15148.diff (4.7 KB) - added by ryan 14 years ago.
15148.2.diff (12.2 KB) - added by ryan 14 years ago.
WP_Cron_Store
18084.patch (12.3 KB) - added by mintindeed 13 years ago.
Updated WP_Cron_Store
cron.php (8.9 KB) - added by mintindeed 13 years ago.
Proposed improved cron store (as a drop-in)

Download all attachments as: .zip

Change History (31)

@ryan
14 years ago

#1 @westi
14 years ago

  • Cc westi added

@ryan
14 years ago

WP_Cron_Store

#2 @ryan
14 years ago

Moved to WP_Cron_Store class that can be inherited by a custom class or overridden. It is loaded in the same fashion as wpdb. I started by using a custom class filter as is done with the xmlrpc server class and other classes, but core WP (and thus probably many plugins) was calling cron functions prior to init. I moved the core places that were doing this into a function hooked onto init. If we are willing to suffer a back compat hit, we could move to the class filter approach which has the advantage of not requiring files living directly in wp-content that aren't part of auto updates.

#3 @markjaquith
14 years ago

  • Milestone changed from Awaiting Review to Future Release

@mintindeed
13 years ago

Updated WP_Cron_Store

#4 @mintindeed
13 years ago

I've attached an updated version of Ryan's patch. I've tested it locally and fixed a few minor bugs, but haven't tested it in production yet.

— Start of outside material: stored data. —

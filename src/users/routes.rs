use actix_identity::Identity;
use actix_web::web;
use actix_web::web::{Data, Json, Query};
use actix_web::{get, patch};

use crate::auth;
use crate::cancellations::CancellationRecord;
use crate::db;
use crate::events::Event;
use crate::matches::Match;
use crate::server::Response;
use crate::users::{Filter, HistoryFilter, ProfileUpdate, User};
use crate::validator::Validator;

#[get("/users")]
async fn find_all(filter: Query<Filter>, pool: Data<db::Pool>, id: Identity) -> Response {
    auth::get_user(&id)?;

    let users = web::block(move || {
        let conn = pool.get()?;
        User::find_all(filter.into_inner(), &conn)
    })
    .await?;

    http_ok_json!(users);
}

#[get("/users/me")]
async fn find_me(pool: Data<db::Pool>, id: Identity) -> Response {
    let player = auth::get_player(&id)?;

    let user = web::block(move || {
        let conn = pool.get()?;
        User::find(player.id, &conn)
    })
    .await?;

    http_ok_json!(user);
}

#[patch("/users/me")]
async fn update_me(
    update: Json<Validator<ProfileUpdate>>,
    pool: Data<db::Pool>,
    id: Identity,
) -> Response {
    let player = auth::get_player(&id)?;
    let update = update.into_inner().validate()?;

    let user = web::block(move || {
        let conn = pool.get()?;
        User::update_profile(player.id, update, &conn)
    })
    .await?;

    http_ok_json!(user);
}

#[get("/users/me/matches")]
async fn my_matches(filter: Query<HistoryFilter>, pool: Data<db::Pool>, id: Identity) -> Response {
    let player = auth::get_player(&id)?;
    let include_past = filter.include_past.unwrap_or(false);

    let matches = web::block(move || {
        let conn = pool.get()?;
        Match::find_by_player(player.id, include_past, &conn)
    })
    .await?;

    http_ok_json!(matches);
}

#[get("/users/me/events")]
async fn my_events(pool: Data<db::Pool>, id: Identity) -> Response {
    let player = auth::get_player(&id)?;

    let events = web::block(move || {
        let conn = pool.get()?;
        Event::find_by_player(player.id, &conn)
    })
    .await?;

    http_ok_json!(events);
}

#[get("/users/me/cancellations")]
async fn my_cancellations(pool: Data<db::Pool>, id: Identity) -> Response {
    let player = auth::get_player(&id)?;

    let records = web::block(move || {
        let conn = pool.get()?;
        CancellationRecord::find_by_user(player.id, &conn)
    })
    .await?;

    http_ok_json!(records);
}

pub fn register(cfg: &mut web::ServiceConfig) {
    cfg.service(find_all);
    cfg.service(find_me);
    cfg.service(update_me);
    cfg.service(my_matches);
    cfg.service(my_events);
    cfg.service(my_cancellations);
}
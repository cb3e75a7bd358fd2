use actix_identity::Identity;
use actix_web::http::StatusCode;
use actix_web::web;
use actix_web::web::{Data, HttpResponse, Json, Path, Query};
use actix_web::{delete, get, patch, post};

use crate::auth::{self, Role};
use crate::db;
use crate::events::{CancelRegistration, Canceller, CreateEvent, Event, EventFilter, JoinEvent, UpdateEvent};
use crate::server::Response;
use crate::validator::Validator;

#[get("/events")]
async fn find_all(filter: Query<EventFilter>, pool: Data<db::Pool>) -> Response {
    let events = web::block(move || {
        let conn = pool.get()?;
        Event::find_all(filter.into_inner(), &conn)
    })
    .await?;

    http_ok_json!(events);
}

#[get("/events/{id}")]
async fn find(event_id: Path<i64>, pool: Data<db::Pool>) -> Response {
    let event = web::block(move || {
        let conn = pool.get()?;
        Event::find(*event_id, &conn)
    })
    .await?;

    http_ok_json!(event);
}

#[post("/events")]
async fn create(
    new_event: Json<Validator<CreateEvent>>,
    pool: Data<db::Pool>,
    id: Identity,
) -> Response {
    let club = auth::get_club(&id)?;
    let new_event = new_event.into_inner().validate()?;

    let event = web::block(move || {
        let conn = pool.get()?;
        Event::create(&new_event, club.id, &conn)
    })
    .await?;

    http_created_json!(event);
}

#[patch("/events/{id}")]
async fn update(
    event_id: Path<i64>,
    update: Json<UpdateEvent>,
    pool: Data<db::Pool>,
    id: Identity,
) -> Response {
    let club = auth::get_club(&id)?;

    let event = web::block(move || {
        let conn = pool.get()?;
        Event::update(*event_id, club.id, &update.into_inner(), &conn)
    })
    .await?;

    http_ok_json!(event);
}

#[delete("/events/{id}")]
async fn delete(event_id: Path<i64>, pool: Data<db::Pool>, id: Identity) -> Response {
    let club = auth::get_club(&id)?;

    web::block(move || {
        let conn = pool.get()?;
        Event::delete(*event_id, club.id, &conn)
    })
    .await?;

    Ok(HttpResponse::new(StatusCode::OK))
}

#[post("/events/{id}/join")]
async fn join(
    event_id: Path<i64>,
    join: Option<Json<JoinEvent>>,
    pool: Data<db::Pool>,
    id: Identity,
) -> Response {
    let player = auth::get_player(&id)?;
    // open court registrations don't need a body
    let join = join.map(Json::into_inner).unwrap_or_default();

    let event = web::block(move || {
        let conn = pool.get()?;
        Event::join(*event_id, player.id, join, &conn)
    })
    .await?;

    http_ok_json!(event);
}

#[post("/events/{id}/cancel")]
async fn cancel(
    event_id: Path<i64>,
    cancel: Option<Json<CancelRegistration>>,
    pool: Data<db::Pool>,
    id: Identity,
) -> Response {
    let user = auth::get_user(&id)?;
    let cancel = cancel.map(Json::into_inner).unwrap_or_default();
    let canceller = match user.role {
        Role::Player => Canceller::Player(user.id),
        Role::Club => Canceller::Club(user.id),
    };

    let event = web::block(move || {
        let conn = pool.get()?;
        Event::cancel(*event_id, canceller, cancel, &conn)
    })
    .await?;

    http_ok_json!(event);
}

pub fn register(cfg: &mut web::ServiceConfig) {
    cfg.service(find_all);
    cfg.service(find);
    cfg.service(create);
    cfg.service(update);
    cfg.service(delete);
    cfg.service(join);
    cfg.service(cancel);
}
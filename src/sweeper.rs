use std::thread;
use std::time::Duration;

use chrono::Utc;

use crate::config::Config;
use crate::db;
use crate::errors::ServiceError;
use crate::events::Event;
use crate::matches::Match;

/// Periodically removes matches and events that ended a while ago.
pub(crate) struct Sweeper {
    pool: db::Pool,
    interval: Duration,
    grace: chrono::Duration,
}

impl Sweeper {
    pub fn new(pool: db::Pool) -> Self {
        Sweeper {
            pool,
            interval: Config::cleanup_interval(),
            grace: Config::cleanup_grace(),
        }
    }

    pub fn start(self) {
        thread::spawn(move || loop {
            thread::sleep(self.interval);

            match self.sweep() {
                Ok((0, 0)) => debug!("nothing to clean up"),
                Ok((matches, events)) => {
                    info!("removed {} ended match(es) and {} ended event(s)", matches, events)
                }
                Err(e) => error!("unable to clean up ended matches and events: {}", e),
            }
        });
    }

    #[tracing::instrument(name = "sweeper::sweep", skip(self))]
    fn sweep(&self) -> Result<(usize, usize), ServiceError> {
        let conn = self.pool.get()?;
        let before = Utc::now() - self.grace;

        let matches = Match::delete_ended_before(before, &conn)?;
        let events = Event::delete_ended_before(before, &conn)?;

        Ok((matches, events))
    }
}
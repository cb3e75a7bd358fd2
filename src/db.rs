embed_migrations!("migrations/");

use diesel::prelude::*;
use diesel::r2d2::{self, ConnectionManager};
use diesel::PgConnection;

pub type Pool = r2d2::Pool<ConnectionManager<PgConnection>>;
pub type Conn = PgConnection;

fn connect(database_url: &str) -> diesel::ConnectionResult<PgConnection> {
    PgConnection::establish(database_url)
}

pub fn migrate(database_url: &str) -> Result<(), Box<dyn std::error::Error + Send + Sync>> {
    let connection = connect(database_url)?;
    embedded_migrations::run_with_output(&connection, &mut std::io::stdout())?;

    Ok(())
}

pub fn build_connection_pool(
    database_url: &str,
) -> Result<Pool, Box<dyn std::error::Error + Send + Sync>> {
    let manager = ConnectionManager::<PgConnection>::new(database_url);
    let pool: Pool = r2d2::Pool::builder().build(manager)?;

    Ok(pool)
}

I'm also attaching a cron.php drop-in that would use a separate cron job table. This drop-in won't handle concurrent wp cron processes any better than the current wp cron, but it will handle prevention of duplicate jobs and prevent race conditions that cause jobs to get lost. Concurrent instances of wp cron could be minimized by updating executing jobs to the "processing" state and checking the job state prior to executing. They could be completely eliminated by spawning 1 cron process to handle each queued task, but I didn't want to get too ambitious without feedback.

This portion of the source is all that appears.